* [TASK STATEMENT] Reproduce exactly, from the line containing "writer.flush().map_err(|e| AnalysisError::io(path, e))?;", every line down to the end of the data below.

* [RECORDS SUPPLIED]

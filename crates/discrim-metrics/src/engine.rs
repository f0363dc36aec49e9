use discrim_stats::histogram::Histogram;

use crate::{
    curve::{MetricsCurve, MetricsRecord, SignificanceCurve, SignificancePoint},
    direction::{CutDirection, SkipPolicy},
    error::{InvalidInput, MetricsError},
    roc::RocCurve,
    sample_set::SampleSet,
};

/// Computes signal/background discrimination curves from binned histograms.
///
/// The engine is a small immutable configuration; every computation reads a
/// [`SampleSet`] and allocates fresh outputs, so one engine can be shared
/// across threads freely.
///
/// # Skip Policies
///
/// A bin whose selection is an empty tail is left out of the output. What
/// counts as empty depends on the [`SkipPolicy`]:
///
/// - [`compute_significance_curve`](Self::compute_significance_curve) defaults
///   to [`SkipPolicy::ZeroBackground`]
/// - [`compute_full_curve`](Self::compute_full_curve) defaults to
///   [`SkipPolicy::ZeroTotal`]
///
/// [`with_skip_policy`](Self::with_skip_policy) forces one policy for both.
///
/// # Examples
///
/// ```
/// use discrim_metrics::{
///     direction::CutDirection, engine::DiscriminationMetrics, sample_set::SampleSet,
/// };
/// use discrim_stats::{axis::BinAxis, histogram::Histogram};
///
/// let axis = BinAxis::uniform(3, 0.5, 3.5).unwrap();
/// let signal = Histogram::new(axis.clone(), vec![10.0, 20.0, 30.0]).unwrap();
/// let background = Histogram::new(axis, vec![5.0, 5.0, 5.0]).unwrap();
/// let samples = SampleSet::new(signal, vec![background]).unwrap();
///
/// let metrics = DiscriminationMetrics::new(CutDirection::FromBinToMax);
/// let (curve, roc) = metrics.compute_full_curve(&samples).unwrap();
///
/// let last = curve.record_for_bin(3).unwrap();
/// assert_eq!(last.signal_count, 30.0);
/// assert_eq!(last.background_count, 5.0);
/// assert_eq!(last.signal_efficiency, 0.5);
/// assert_eq!(roc.rejection_at(0.5), Some(last.background_rejection));
/// ```
#[derive(Debug, Clone, Copy, PartialEq, Eq)]
pub struct DiscriminationMetrics {
    direction: CutDirection,
    skip_policy: Option<SkipPolicy>,
    roc_bins: Option<usize>,
}

impl DiscriminationMetrics {
    #[must_use]
    pub fn new(direction: CutDirection) -> Self {
        Self {
            direction,
            skip_policy: None,
            roc_bins: None,
        }
    }

    /// Uses `policy` for both computations instead of their defaults.
    #[must_use]
    pub fn with_skip_policy(mut self, policy: SkipPolicy) -> Self {
        self.skip_policy = Some(policy);
        self
    }

    /// Sets the number of efficiency bins of the ROC curve.
    ///
    /// Defaults to the number of discriminant bins.
    #[must_use]
    pub fn with_roc_bins(mut self, n_bins: usize) -> Self {
        self.roc_bins = Some(n_bins);
        self
    }

    #[must_use]
    pub fn direction(&self) -> CutDirection {
        self.direction
    }

    #[must_use]
    pub fn skip_policy(&self) -> Option<SkipPolicy> {
        self.skip_policy
    }

    #[must_use]
    pub fn roc_bins(&self) -> Option<usize> {
        self.roc_bins
    }

    /// Computes `S / sqrt(S + B)` for a cut at every discriminant bin.
    ///
    /// Backgrounds may be absent; with the default policy every bin is then
    /// skipped and the curve is empty.
    pub fn compute_significance_curve(
        &self,
        samples: &SampleSet,
    ) -> Result<SignificanceCurve, MetricsError> {
        ensure_signal(samples)?;
        let policy = self.skip_policy.unwrap_or(SkipPolicy::ZeroBackground);
        let tails = Tails::new(self.direction, samples);
        let axis = samples.signal().axis();

        let points = tails
            .iter()
            .filter(|&(bin, s, b)| !skipped(policy, bin, s, b))
            .map(|(bin, s, b)| SignificancePoint {
                bin,
                bin_center: axis.center(bin),
                cut_value: self.direction.cut_value(axis, bin),
                significance: significance(s, b),
            })
            .collect::<Vec<_>>();

        tracing::debug!(
            direction = ?self.direction,
            ?policy,
            bins = samples.n_bins(),
            emitted = points.len(),
            "significance curve computed"
        );
        Ok(SignificanceCurve::new(self.direction, points))
    }

    /// Computes efficiencies, rejection, purity and significance for a cut at
    /// every discriminant bin, together with the ROC curve they trace.
    ///
    /// Requires at least one non-empty background. The ROC curve is filled in
    /// ascending discriminant-bin order, so when several bins share an
    /// efficiency bin the highest discriminant bin wins.
    pub fn compute_full_curve(
        &self,
        samples: &SampleSet,
    ) -> Result<(MetricsCurve, RocCurve), MetricsError> {
        ensure_signal(samples)?;
        if samples.backgrounds().is_empty() {
            return Err(InvalidInput::NoBackgrounds.into());
        }
        let signal_total = samples.signal().total();
        let background_total = samples.background_total();
        if background_total == 0.0 {
            return Err(InvalidInput::EmptyBackgrounds.into());
        }

        let policy = self.skip_policy.unwrap_or(SkipPolicy::ZeroTotal);
        let mut roc = RocCurve::new(self.roc_bins.unwrap_or(samples.n_bins()))?;
        let tails = Tails::new(self.direction, samples);
        let axis = samples.signal().axis();

        let mut records = vec![];
        for (bin, s, b) in tails.iter() {
            if skipped(policy, bin, s, b) {
                continue;
            }
            let signal_efficiency = s / signal_total;
            let background_efficiency = b / background_total;
            let background_rejection = 1.0 - background_efficiency;
            let signal_purity = s / (s + b);
            let record = MetricsRecord {
                bin,
                bin_center: axis.center(bin),
                cut_value: self.direction.cut_value(axis, bin),
                signal_count: s,
                background_count: b,
                signal_efficiency,
                background_efficiency,
                background_rejection,
                signal_purity,
                purity_times_efficiency: signal_purity * signal_efficiency,
                significance: significance(s, b),
            };
            roc.set(signal_efficiency, background_rejection);
            records.push(record);
        }

        tracing::debug!(
            direction = ?self.direction,
            ?policy,
            bins = samples.n_bins(),
            emitted = records.len(),
            roc_points = roc.points().count(),
            "metrics curve computed"
        );
        Ok((MetricsCurve::new(self.direction, records), roc))
    }
}
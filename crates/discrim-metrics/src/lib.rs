//! Signal/background discrimination metrics for cut-based selections
//!
//! Given binned discriminant histograms for one signal sample and any number
//! of background samples, this crate evaluates a cut placed at every bin of
//! the discriminant and reports how well it separates signal from background.
//!
//! # Overview
//!
//! 1. **Collect Samples** ([`sample_set::SampleSet`]): One signal and zero or more
//!    background histograms sharing the same binning
//! 2. **Choose a Direction** ([`direction::CutDirection`]): Keep events below or
//!    above the cut
//! 3. **Compute Curves** ([`engine::DiscriminationMetrics`]):
//!    - [`curve::SignificanceCurve`]: `S / sqrt(S + B)` per bin
//!    - [`curve::MetricsCurve`]: efficiencies, rejection, purity and significance per bin
//!    - [`roc::RocCurve`]: background rejection over binned signal efficiency
//! 4. **Compare Train/Test** ([`overtraining::OvertrainingCheck`]): Detect
//!    overtraining from diverging ROC curves
//!
//! # Metrics
//!
//! For a cut at bin `b`, with `S` and `B` the selected signal and the summed
//! selected background:
//!
//! ```text
//! signal efficiency     = S / total signal
//! background efficiency = B / total background
//! background rejection  = 1 - background efficiency
//! signal purity         = S / (S + B)
//! significance          = S / sqrt(S + B)
//! ```
//!
//! Bins whose selection is empty are skipped according to a
//! [`direction::SkipPolicy`].
//!
//! # Examples
//!
//! ```
//! use discrim_metrics::{
//!     direction::CutDirection, engine::DiscriminationMetrics, sample_set::SampleSet,
//! };
//! use discrim_stats::{axis::BinAxis, histogram::Histogram};
//!
//! # fn main() -> Result<(), Box<dyn std::error::Error>> {
//! let axis = BinAxis::uniform(3, 0.5, 3.5)?;
//! let signal = Histogram::new(axis.clone(), vec![10.0, 20.0, 30.0])?;
//! let background = Histogram::new(axis, vec![5.0, 5.0, 5.0])?;
//! let samples = SampleSet::new(signal, vec![background])?;
//!
//! let metrics = DiscriminationMetrics::new(CutDirection::FromBinToMax);
//! let curve = metrics.compute_significance_curve(&samples)?;
//!
//! // Cutting at the first bin keeps everything: 60 / sqrt(75)
//! let best = curve.best().unwrap();
//! assert_eq!(best.bin, 1);
//! assert!((best.significance - 6.9282).abs() < 1e-4);
//! # Ok(())
//! # }
//! ```

pub mod curve;
pub mod direction;
pub mod engine;
pub mod error;
pub mod overtraining;
pub mod roc;
pub mod sample_set;

pub use self::{
    engine::DiscriminationMetrics,
    error::{InvalidInput, MetricsError},
};
use std::{
    fs::File,
    io::{self, BufWriter, Write as _},
    path::Path,
};

use crate::error::AnalysisError;

/// Read and deserialize a JSON file
///
/// # Arguments
///
/// * `file_kind` - Human-readable kind of file, used in error messages
/// * `path` - Path to the JSON file
///
/// # Errors
///
/// Returns [`AnalysisError::Io`] if the file cannot be opened and
/// [`AnalysisError::Json`] if it cannot be parsed
pub(crate) fn read_json_file<T, P>(file_kind: &'static str, path: P) -> Result<T, AnalysisError>
where
    T: serde::de::DeserializeOwned,
    P: AsRef<Path>,
{
    let path = path.as_ref();
    let file = File::open(path).map_err(|e| AnalysisError::io(path, e))?;

    let reader = io::BufReader::new(file);
    let value = serde_json::from_reader(reader).map_err(|source| AnalysisError::Json {
        kind: file_kind,
        path: path.to_path_buf(),
        source,
    })?;

    Ok(value)
}

/// Serialize `value` as pretty-printed JSON into a new file
pub(crate) fn write_json_file<T, P>(path: P, value: &T) -> Result<(), AnalysisError>
where
    T: serde::Serialize,
    P: AsRef<Path>,
{
    let path = path.as_ref();
    let file = File::create(path).map_err(|e| AnalysisError::io(path, e))?;
    let mut writer = BufWriter::new(file);

    serde_json::to_writer_pretty(&mut writer, value)
        .map_err(|e| AnalysisError::io(path, io::Error::from(e)))?;
    writeln!(writer).map_err(|e| AnalysisError::io(path, e))?;
    writer.flush().map_err(|e| AnalysisError::io(path, e))?;
    Ok(())
}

* [RESULT]
    writer.flush().map_err(|e| AnalysisError::io(path, e))?;
    Ok(())
}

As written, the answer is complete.